Red Hat Bugzilla – Bug 1253773
stack-cancel-update doesn't work on overcloud updates
Last modified: 2016-05-26 09:45:53 EDT
Description of problem: heat stack-cancel-update overcloud leaves the stack in a ROLLBACK_FAILED state.
Version-Release number of selected component (if applicable): 2015.1.0-5
How reproducible: Always (?)
Steps to Reproduce:
1. Start a stack update of the overcloud
2. heat stack-cancel-update overcloud
Actual results: Stack ends up in a ROLLBACK_FAILED state.
Expected results: Update cancelled successfully
Additional info: Error message:
| stack_status_reason | unicode: Stack overcloud-Networks-ihe2kxijocrw already has an action (UPDATE) in progress.

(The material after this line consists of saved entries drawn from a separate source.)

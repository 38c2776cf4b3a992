//! Hunt loop entry point: `bughunt run`.

use anyhow::{Result, bail};
use bughunt::config::{CliOverrides, FixStrategy};
use bughunt::errors::RunError;
use bughunt::gateway::ClaudeGateway;
use bughunt::orchestrator::{
    CheckpointManager, HuntRunner, PhaseExecutor, ResumePolicy, RunOutcome, RunStart,
};
use bughunt::tracking::ItemStore;
use bughunt::ui::HuntUI;
use bughunt::workspace::GitWorkspace;
use std::path::Path;
use std::sync::Arc;
use tracing::{info, warn};

use super::super::Cli;

pub async fn cmd_run(
    cli: &Cli,
    project_path: &Path,
    name: Option<String>,
    subdir: Option<String>,
    resume: Option<bool>,
    strategy: Option<FixStrategy>,
) -> Result<()> {
    let config = super::load_config(
        cli,
        project_path,
        CliOverrides {
            name,
            subdir,
            strategy,
            ..Default::default()
        },
    )?;
    config.ensure_directories()?;
    let _log_guard = super::start_logging(cli, Some(&config.log_dir()))?;
    for warning in config.toml.validate() {
        warn!("bughunt.toml: {}", warning);
    }

    let store = ItemStore::open(&config.state_dir)?;
    let _lock = store.lock()?;
    let checkpoints = CheckpointManager::open(store.pointer_path(), &store.checkpoint_db_path())?;

    let ui = Arc::new(HuntUI::new(config.verbose));
    let policy = match resume {
        Some(true) => ResumePolicy::Always,
        Some(false) => ResumePolicy::Never,
        None => ResumePolicy::Ask,
    };
    let start = checkpoints
        .begin(policy, |run_id| ui.confirm_resume(run_id))
        .await?;
    ui.run_started(
        &config.project_name,
        start.run_id(),
        matches!(start, RunStart::Resume { .. }),
    );
    info!(
        project = %config.project_name,
        strategy = %config.fix_strategy,
        state_dir = %config.state_dir.display(),
        "Hunt starting"
    );

    let gateway = ClaudeGateway::new(&config.claude_cmd, config.skip_permissions);
    let workspace = GitWorkspace::new(
        &config.project_dir,
        config.worktree_base.join(&config.project_name),
    );
    let executor = PhaseExecutor::new(&config, &store, &gateway, &workspace);
    let runner = HuntRunner::new(&config, &store, &checkpoints, executor, Some(ui.clone()));

    let run_id = start.run_id().to_string();
    match runner.run(start).await {
        Ok(summary) => {
            ui.finish(&summary);
            if let RunOutcome::Stalled { .. } = summary.outcome {
                bail!("Run {} stalled; run again to resume", summary.run_id);
            }
            Ok(())
        }
        Err(RunError::Cancelled) => {
            ui.abandon("cancelled");
            bail!("Run {run_id} cancelled; state saved, run again to resume")
        }
        Err(e) => {
            ui.abandon("failed");
            Err(e.into())
        }
    }
}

The problem is that when a root stack's update is cancelled, we don't have a mechanism of also recursively stopping any children.
This is a known issue that has been fixed upstream for Liberty (https://bugs.launchpad.net/heat/+bug/1446252), but we can't backport the fix as it causes other problems - we'll need the fix for https://bugs.launchpad.net/heat/+bug/1475057 (still in progress) as well.
Zane, is there a workaround for this?
FWIW, this became a significant issue when we bumped the default Heat timeout to 4 hours. It means that if a stack update goes bad somehow and you need to re-run, you can lose half a day waiting for the update to time out now (assuming this is a live cloud that you can't just stack-delete and re-deploy).
Fix to the fix has merged upstream, so we can probably squash them together into a backport. There's no real workaround that I can think of.
OK, the big problem with this is that the fix requires an RPC API change, which is something that we can't safely backport to a stable release I don't really see a solution here before RHOS 8.
Development Management has reviewed and declined this request.
You may appeal this decision by reopening this request.
*** Bug 1292212 has been marked as a duplicate of this bug. ***